• **YOUR ASSIGNMENT**
Exactly as they appear, copy the lines from the start of the entries below to the line containing "self.transitions.truncate(self.cursor);", both ends included.

(Collected data)
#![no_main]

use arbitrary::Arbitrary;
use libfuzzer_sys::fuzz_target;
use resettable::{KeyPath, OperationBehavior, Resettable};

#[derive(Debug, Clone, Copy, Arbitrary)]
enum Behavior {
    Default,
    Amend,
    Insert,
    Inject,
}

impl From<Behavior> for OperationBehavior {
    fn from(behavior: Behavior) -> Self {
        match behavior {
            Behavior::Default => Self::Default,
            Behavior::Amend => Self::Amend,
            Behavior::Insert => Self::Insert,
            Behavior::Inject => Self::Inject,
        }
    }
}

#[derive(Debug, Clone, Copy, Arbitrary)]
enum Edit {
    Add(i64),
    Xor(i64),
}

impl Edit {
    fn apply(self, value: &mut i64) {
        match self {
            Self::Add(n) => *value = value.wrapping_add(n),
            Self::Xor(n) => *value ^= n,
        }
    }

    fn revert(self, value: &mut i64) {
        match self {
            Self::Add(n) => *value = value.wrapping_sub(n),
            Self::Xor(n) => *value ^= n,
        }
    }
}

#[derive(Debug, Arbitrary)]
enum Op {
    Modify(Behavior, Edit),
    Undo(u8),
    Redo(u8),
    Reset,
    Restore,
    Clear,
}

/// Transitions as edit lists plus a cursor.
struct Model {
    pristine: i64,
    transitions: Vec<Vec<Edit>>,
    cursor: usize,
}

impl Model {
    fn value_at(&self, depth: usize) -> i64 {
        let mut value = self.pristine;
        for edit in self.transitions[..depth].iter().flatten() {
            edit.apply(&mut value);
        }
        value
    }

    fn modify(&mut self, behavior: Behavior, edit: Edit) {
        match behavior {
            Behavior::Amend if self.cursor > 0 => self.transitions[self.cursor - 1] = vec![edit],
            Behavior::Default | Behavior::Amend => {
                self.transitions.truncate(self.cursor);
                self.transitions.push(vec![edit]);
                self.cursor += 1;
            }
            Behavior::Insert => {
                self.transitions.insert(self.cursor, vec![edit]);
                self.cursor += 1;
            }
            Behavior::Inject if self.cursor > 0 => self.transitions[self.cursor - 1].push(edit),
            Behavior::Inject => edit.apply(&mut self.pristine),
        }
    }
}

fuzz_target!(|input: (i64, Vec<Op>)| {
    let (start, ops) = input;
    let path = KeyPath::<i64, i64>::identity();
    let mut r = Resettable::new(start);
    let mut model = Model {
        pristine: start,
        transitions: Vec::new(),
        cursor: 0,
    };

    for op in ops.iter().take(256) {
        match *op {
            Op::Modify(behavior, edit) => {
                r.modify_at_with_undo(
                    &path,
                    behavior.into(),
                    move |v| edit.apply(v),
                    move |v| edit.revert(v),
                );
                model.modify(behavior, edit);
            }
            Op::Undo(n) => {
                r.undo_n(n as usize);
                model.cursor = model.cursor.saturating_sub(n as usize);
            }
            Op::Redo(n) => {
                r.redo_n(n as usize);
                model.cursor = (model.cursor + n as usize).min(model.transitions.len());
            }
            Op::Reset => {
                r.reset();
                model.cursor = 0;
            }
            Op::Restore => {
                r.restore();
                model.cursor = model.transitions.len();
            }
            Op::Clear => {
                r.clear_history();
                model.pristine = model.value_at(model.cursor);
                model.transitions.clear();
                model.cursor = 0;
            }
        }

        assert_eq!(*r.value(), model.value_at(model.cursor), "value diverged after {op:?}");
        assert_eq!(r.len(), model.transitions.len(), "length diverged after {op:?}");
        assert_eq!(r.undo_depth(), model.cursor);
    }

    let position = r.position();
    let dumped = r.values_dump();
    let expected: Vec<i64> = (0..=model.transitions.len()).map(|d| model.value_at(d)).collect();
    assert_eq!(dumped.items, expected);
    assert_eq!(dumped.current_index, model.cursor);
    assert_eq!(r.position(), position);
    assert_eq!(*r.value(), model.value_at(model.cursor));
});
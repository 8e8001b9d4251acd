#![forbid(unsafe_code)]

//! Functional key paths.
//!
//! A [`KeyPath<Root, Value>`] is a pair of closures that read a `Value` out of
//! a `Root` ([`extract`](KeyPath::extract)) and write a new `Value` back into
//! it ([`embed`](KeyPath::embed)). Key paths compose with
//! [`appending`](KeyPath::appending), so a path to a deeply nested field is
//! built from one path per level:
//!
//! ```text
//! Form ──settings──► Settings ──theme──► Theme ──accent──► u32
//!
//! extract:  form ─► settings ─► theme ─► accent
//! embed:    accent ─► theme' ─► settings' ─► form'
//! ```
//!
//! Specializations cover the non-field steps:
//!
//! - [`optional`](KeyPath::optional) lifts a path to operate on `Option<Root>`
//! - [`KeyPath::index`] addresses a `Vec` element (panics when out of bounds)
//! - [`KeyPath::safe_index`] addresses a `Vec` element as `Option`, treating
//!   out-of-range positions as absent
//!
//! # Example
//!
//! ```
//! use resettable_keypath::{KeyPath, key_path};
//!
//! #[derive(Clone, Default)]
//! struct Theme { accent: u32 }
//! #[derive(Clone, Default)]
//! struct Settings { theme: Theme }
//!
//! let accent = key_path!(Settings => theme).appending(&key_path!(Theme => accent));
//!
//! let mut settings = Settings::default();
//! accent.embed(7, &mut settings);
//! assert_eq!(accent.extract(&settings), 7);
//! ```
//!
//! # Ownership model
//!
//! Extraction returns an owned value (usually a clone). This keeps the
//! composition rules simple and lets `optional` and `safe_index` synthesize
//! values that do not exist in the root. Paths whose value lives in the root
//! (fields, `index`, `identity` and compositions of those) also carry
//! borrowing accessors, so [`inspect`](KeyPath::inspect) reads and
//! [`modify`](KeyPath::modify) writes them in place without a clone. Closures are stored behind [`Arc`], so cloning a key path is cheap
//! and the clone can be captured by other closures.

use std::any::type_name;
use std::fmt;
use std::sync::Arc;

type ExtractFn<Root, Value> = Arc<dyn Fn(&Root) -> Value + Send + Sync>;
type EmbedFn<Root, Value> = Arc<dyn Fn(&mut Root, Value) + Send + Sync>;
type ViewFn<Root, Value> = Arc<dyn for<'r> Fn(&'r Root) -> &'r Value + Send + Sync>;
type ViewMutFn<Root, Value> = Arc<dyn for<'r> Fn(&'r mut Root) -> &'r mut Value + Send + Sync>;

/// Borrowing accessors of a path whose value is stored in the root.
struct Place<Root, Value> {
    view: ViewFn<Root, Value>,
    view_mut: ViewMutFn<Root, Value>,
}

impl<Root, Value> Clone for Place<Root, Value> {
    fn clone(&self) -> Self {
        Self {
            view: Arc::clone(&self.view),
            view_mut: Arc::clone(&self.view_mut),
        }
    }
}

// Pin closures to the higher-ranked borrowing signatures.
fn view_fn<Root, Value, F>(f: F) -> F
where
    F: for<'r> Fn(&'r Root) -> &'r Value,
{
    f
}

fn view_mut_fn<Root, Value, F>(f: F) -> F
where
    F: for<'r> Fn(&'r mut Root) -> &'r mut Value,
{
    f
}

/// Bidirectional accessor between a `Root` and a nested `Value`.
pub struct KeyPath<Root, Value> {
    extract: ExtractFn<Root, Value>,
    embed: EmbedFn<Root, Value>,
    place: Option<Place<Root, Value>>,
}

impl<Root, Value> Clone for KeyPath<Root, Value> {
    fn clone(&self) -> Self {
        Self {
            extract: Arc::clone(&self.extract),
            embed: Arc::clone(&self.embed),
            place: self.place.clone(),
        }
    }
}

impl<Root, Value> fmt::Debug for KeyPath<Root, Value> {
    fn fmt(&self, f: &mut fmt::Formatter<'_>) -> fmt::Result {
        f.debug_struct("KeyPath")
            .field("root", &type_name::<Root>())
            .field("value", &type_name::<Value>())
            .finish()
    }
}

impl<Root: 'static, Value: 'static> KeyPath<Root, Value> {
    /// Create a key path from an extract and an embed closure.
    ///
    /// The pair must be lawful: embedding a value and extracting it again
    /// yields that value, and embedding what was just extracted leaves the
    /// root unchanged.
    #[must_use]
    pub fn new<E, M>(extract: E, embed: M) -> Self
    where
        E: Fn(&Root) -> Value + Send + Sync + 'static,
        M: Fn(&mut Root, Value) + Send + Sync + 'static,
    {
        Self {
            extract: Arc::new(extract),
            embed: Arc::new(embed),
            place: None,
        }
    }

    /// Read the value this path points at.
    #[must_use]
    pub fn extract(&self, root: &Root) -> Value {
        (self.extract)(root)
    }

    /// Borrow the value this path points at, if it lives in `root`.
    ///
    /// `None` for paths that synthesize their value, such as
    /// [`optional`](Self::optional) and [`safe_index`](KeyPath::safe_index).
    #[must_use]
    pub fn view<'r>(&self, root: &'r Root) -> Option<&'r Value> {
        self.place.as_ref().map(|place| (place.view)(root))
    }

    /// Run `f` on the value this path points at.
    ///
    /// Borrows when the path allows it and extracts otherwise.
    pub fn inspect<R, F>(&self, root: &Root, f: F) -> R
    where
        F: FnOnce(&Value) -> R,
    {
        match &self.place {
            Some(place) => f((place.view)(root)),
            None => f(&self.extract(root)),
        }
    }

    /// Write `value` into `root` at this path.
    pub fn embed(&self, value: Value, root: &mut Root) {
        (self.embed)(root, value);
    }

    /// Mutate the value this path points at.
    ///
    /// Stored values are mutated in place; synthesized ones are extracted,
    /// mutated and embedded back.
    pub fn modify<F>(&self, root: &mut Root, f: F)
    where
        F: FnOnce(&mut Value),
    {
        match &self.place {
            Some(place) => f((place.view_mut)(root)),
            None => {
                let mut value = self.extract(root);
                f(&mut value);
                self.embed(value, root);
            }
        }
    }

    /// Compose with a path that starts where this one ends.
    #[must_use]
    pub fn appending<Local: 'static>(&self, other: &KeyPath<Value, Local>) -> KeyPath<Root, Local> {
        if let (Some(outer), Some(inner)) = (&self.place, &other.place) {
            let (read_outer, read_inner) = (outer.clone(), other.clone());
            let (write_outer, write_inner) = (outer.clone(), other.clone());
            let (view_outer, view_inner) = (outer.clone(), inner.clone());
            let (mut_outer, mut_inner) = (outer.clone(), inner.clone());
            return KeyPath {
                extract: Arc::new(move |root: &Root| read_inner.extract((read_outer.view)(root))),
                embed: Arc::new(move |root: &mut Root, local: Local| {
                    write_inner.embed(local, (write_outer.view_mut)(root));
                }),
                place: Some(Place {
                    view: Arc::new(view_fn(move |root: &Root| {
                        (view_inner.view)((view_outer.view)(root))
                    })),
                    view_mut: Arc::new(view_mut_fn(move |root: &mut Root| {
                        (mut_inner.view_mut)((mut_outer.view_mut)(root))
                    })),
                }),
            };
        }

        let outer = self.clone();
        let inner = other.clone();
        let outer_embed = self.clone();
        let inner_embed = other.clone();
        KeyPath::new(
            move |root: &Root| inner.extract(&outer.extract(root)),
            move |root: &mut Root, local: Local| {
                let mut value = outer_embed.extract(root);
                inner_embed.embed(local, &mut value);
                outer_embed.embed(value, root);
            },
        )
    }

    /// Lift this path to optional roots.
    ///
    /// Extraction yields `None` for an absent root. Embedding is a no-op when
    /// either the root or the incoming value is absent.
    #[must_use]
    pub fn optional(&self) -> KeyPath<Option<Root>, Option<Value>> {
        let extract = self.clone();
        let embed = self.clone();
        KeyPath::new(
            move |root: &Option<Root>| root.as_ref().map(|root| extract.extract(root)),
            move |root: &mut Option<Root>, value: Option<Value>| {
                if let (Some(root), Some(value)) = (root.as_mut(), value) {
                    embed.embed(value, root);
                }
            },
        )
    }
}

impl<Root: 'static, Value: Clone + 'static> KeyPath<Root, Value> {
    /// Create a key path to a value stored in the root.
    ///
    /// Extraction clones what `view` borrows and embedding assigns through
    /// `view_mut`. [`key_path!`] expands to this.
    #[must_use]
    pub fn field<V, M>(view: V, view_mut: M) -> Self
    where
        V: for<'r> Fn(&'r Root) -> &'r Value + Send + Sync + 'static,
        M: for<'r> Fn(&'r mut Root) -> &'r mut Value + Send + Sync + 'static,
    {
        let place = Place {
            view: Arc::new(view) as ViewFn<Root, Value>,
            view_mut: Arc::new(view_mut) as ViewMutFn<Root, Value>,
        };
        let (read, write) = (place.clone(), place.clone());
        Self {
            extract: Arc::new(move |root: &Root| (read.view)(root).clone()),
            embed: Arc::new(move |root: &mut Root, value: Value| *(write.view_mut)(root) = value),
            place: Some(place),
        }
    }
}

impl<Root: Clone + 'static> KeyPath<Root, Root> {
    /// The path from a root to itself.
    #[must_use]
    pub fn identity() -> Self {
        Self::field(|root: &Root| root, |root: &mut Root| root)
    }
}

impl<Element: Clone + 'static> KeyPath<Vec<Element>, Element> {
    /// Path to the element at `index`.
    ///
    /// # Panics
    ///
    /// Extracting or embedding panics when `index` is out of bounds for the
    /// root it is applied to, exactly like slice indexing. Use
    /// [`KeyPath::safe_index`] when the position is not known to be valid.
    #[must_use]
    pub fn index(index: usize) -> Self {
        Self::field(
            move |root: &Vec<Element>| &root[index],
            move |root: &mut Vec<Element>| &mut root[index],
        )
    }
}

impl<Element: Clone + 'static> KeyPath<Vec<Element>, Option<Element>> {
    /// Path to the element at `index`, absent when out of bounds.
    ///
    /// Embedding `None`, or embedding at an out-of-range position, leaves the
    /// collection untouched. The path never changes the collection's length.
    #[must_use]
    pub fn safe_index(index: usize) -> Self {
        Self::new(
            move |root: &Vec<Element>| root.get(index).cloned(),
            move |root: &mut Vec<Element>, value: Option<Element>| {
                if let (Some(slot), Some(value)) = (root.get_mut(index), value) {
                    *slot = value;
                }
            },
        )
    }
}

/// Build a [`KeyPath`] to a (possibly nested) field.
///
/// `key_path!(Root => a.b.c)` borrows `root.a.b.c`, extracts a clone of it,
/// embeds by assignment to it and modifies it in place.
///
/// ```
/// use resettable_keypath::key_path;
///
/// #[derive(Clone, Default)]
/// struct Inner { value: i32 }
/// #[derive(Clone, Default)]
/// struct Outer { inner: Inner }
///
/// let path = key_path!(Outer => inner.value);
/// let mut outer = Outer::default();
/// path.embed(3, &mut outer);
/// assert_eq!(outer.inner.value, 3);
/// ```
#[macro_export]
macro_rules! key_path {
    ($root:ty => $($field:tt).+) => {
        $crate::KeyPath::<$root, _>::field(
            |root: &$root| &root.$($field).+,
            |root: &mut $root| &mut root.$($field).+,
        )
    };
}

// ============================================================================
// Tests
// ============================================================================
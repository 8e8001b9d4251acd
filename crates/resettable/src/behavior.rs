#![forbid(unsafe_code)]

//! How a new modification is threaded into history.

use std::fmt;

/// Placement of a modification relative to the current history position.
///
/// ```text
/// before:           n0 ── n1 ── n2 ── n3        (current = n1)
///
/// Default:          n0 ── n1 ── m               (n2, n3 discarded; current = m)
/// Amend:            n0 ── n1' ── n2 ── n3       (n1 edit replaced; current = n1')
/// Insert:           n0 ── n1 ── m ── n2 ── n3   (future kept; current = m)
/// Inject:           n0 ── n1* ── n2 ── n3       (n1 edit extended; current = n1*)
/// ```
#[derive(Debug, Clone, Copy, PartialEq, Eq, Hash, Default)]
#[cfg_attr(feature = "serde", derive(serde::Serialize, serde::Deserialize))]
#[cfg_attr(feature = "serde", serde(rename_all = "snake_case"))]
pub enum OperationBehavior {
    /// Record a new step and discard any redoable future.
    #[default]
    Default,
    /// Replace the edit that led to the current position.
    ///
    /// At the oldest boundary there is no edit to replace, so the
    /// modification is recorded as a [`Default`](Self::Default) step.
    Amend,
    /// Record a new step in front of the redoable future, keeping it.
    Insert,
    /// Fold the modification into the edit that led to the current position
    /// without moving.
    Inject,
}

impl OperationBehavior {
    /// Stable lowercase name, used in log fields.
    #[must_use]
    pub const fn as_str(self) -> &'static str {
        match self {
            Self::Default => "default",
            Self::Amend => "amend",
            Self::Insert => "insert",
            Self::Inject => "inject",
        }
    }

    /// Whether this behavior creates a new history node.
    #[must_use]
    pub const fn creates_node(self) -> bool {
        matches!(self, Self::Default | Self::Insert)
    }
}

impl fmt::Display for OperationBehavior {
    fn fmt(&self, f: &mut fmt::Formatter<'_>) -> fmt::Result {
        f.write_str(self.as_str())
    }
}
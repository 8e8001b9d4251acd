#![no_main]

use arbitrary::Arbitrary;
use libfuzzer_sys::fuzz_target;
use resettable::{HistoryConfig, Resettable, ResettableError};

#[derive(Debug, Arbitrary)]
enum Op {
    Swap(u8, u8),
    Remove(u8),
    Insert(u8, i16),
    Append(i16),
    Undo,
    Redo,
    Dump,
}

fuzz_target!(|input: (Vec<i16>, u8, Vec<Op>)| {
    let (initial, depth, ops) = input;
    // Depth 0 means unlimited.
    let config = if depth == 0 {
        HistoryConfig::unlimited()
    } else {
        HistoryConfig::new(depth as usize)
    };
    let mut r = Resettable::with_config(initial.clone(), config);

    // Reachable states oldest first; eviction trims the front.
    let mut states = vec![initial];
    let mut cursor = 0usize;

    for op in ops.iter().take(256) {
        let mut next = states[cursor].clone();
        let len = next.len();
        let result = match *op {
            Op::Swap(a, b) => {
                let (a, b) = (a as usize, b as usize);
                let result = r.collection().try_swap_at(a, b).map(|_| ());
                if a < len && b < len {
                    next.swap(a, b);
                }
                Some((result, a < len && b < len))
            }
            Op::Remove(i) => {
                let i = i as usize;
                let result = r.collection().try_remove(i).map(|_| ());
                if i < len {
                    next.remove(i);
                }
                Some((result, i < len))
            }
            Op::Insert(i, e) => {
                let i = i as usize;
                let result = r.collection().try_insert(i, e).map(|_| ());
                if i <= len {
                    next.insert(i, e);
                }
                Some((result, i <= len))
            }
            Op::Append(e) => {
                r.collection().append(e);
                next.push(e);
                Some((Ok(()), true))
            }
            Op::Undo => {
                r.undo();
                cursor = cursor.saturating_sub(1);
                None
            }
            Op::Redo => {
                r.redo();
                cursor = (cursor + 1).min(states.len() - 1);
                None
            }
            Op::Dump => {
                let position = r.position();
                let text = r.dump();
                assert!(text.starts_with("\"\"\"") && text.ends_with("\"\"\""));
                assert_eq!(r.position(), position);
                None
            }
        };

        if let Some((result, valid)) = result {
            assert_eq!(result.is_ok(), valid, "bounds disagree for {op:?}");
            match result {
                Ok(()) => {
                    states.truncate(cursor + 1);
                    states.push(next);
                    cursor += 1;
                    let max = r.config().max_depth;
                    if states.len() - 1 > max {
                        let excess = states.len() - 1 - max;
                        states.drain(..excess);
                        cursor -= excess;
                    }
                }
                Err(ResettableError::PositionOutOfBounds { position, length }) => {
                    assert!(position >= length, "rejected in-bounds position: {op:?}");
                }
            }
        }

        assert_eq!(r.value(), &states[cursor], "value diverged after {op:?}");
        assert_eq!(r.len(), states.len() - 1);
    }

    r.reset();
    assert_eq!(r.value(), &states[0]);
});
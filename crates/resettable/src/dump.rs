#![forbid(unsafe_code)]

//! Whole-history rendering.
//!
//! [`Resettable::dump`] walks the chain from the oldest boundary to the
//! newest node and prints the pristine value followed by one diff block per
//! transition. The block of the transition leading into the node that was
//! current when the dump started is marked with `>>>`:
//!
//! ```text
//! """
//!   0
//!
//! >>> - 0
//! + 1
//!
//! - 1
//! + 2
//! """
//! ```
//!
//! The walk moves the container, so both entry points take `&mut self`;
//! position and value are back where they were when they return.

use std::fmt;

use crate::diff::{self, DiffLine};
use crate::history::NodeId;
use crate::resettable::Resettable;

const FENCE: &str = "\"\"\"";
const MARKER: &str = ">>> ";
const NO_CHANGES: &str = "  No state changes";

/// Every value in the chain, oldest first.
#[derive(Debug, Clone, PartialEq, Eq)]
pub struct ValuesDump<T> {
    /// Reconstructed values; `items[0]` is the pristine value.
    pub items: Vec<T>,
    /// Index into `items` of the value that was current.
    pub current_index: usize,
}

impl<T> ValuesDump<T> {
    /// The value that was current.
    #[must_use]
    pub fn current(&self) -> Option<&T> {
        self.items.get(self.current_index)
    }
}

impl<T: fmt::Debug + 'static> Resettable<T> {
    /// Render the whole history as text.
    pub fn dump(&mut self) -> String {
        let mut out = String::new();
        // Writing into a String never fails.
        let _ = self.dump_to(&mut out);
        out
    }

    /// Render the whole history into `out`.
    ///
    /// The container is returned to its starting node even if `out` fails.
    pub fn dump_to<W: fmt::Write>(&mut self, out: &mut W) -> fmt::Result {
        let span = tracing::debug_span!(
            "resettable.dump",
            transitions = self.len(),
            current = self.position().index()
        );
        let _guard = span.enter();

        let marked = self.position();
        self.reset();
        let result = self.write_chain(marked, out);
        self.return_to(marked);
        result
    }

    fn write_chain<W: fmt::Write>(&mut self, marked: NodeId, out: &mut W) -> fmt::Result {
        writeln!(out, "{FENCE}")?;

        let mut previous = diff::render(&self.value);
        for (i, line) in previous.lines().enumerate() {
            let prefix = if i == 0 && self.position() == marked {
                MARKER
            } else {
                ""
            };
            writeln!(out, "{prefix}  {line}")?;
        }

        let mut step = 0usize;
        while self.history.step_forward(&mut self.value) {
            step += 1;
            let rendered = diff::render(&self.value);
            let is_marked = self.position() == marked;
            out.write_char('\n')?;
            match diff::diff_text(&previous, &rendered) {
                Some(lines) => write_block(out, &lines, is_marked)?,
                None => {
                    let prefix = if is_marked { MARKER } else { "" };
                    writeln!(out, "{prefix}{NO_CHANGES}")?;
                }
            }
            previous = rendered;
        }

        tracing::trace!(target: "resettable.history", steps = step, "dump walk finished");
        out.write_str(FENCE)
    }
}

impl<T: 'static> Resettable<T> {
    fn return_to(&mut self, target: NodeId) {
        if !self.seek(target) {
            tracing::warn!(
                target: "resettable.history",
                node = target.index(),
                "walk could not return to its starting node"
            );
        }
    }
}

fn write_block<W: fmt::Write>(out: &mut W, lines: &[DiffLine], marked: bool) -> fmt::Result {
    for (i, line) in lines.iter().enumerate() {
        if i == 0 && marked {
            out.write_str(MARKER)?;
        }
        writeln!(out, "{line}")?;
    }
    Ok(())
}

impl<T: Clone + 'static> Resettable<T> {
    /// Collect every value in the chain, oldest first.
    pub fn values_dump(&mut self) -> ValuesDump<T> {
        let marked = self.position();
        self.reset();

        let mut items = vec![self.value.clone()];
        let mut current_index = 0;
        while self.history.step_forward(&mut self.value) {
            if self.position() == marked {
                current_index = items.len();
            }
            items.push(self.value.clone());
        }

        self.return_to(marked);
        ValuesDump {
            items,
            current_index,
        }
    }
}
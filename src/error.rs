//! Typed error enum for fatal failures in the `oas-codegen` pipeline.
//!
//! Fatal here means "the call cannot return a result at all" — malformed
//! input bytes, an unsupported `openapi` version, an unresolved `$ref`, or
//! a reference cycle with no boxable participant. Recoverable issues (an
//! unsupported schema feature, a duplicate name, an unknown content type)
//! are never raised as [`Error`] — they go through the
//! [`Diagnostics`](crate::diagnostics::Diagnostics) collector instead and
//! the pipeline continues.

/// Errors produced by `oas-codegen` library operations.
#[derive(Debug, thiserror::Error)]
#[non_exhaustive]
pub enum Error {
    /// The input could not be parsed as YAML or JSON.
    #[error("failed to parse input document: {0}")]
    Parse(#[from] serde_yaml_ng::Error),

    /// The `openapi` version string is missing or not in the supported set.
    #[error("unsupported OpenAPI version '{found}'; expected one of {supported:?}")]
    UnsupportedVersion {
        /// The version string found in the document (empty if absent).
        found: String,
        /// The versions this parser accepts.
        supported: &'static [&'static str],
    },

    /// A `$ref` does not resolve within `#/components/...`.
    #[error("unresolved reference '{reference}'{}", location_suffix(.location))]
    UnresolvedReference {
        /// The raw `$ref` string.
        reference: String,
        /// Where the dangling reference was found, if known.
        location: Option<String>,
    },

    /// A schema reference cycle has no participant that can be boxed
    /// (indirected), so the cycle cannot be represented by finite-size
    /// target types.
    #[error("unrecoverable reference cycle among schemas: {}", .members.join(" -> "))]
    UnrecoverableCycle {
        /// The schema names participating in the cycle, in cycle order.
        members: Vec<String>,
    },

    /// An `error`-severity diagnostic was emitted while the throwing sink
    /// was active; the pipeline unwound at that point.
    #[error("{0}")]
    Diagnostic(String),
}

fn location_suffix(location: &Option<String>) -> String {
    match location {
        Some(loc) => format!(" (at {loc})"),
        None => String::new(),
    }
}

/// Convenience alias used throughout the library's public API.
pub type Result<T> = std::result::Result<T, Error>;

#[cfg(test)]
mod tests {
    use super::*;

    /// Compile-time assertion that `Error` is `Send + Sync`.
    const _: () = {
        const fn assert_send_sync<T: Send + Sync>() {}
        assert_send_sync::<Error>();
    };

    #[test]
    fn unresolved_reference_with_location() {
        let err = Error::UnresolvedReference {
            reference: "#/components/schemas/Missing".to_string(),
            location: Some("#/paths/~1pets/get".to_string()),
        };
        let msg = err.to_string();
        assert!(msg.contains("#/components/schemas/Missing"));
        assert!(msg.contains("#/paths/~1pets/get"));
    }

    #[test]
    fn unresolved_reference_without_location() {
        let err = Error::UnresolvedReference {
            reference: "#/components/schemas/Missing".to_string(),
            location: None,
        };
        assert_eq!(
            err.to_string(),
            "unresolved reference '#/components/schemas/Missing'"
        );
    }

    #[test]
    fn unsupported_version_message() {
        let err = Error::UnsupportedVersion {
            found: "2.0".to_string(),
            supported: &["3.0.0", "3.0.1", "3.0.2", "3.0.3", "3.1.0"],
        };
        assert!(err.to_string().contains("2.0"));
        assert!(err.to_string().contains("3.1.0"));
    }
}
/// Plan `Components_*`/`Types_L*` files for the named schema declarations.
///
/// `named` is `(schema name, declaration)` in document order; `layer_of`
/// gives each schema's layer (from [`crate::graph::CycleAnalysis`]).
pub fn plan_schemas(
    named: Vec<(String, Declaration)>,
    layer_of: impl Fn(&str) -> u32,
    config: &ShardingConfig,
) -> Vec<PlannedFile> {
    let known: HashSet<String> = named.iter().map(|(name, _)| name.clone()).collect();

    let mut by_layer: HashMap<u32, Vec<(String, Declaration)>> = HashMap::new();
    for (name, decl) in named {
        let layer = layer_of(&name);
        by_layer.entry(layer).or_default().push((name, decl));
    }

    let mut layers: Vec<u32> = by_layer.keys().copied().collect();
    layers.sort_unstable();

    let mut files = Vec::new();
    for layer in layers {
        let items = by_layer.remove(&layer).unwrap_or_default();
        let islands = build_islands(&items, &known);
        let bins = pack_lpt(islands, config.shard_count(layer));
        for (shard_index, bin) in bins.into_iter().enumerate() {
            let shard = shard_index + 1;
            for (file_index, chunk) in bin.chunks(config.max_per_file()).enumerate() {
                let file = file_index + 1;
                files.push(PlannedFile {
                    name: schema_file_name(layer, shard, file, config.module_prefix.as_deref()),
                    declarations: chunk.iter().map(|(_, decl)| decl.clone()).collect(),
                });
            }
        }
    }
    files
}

• **WRITTEN SOLUTION**
#![no_main]

use arbitrary::Arbitrary;
use libfuzzer_sys::fuzz_target;
use resettable::{KeyPath, OperationBehavior, Resettable};

#[derive(Debug, Clone, Copy, Arbitrary)]
enum Behavior {
    Default,
    Amend,
    Insert,
    Inject,
}

impl From<Behavior> for OperationBehavior {
    fn from(behavior: Behavior) -> Self {
        match behavior {
            Behavior::Default => Self::Default,
            Behavior::Amend => Self::Amend,
            Behavior::Insert => Self::Insert,
            Behavior::Inject => Self::Inject,
        }
    }
}

#[derive(Debug, Clone, Copy, Arbitrary)]
enum Edit {
    Add(i64),
    Xor(i64),
}

impl Edit {
    fn apply(self, value: &mut i64) {
        match self {
            Self::Add(n) => *value = value.wrapping_add(n),
            Self::Xor(n) => *value ^= n,
        }
    }

    fn revert(self, value: &mut i64) {
        match self {
            Self::Add(n) => *value = value.wrapping_sub(n),
            Self::Xor(n) => *value ^= n,
        }
    }
}

#[derive(Debug, Arbitrary)]
enum Op {
    Modify(Behavior, Edit),
    Undo(u8),
    Redo(u8),
    Reset,
    Restore,
    Clear,
}

/// Transitions as edit lists plus a cursor.
struct Model {
    pristine: i64,
    transitions: Vec<Vec<Edit>>,
    cursor: usize,
}

impl Model {
    fn value_at(&self, depth: usize) -> i64 {
        let mut value = self.pristine;
        for edit in self.transitions[..depth].iter().flatten() {
            edit.apply(&mut value);
        }
        value
    }

    fn modify(&mut self, behavior: Behavior, edit: Edit) {
        match behavior {
            Behavior::Amend if self.cursor > 0 => self.transitions[self.cursor - 1] = vec![edit],
            Behavior::Default | Behavior::Amend => {
                self.transitions.truncate(self.cursor);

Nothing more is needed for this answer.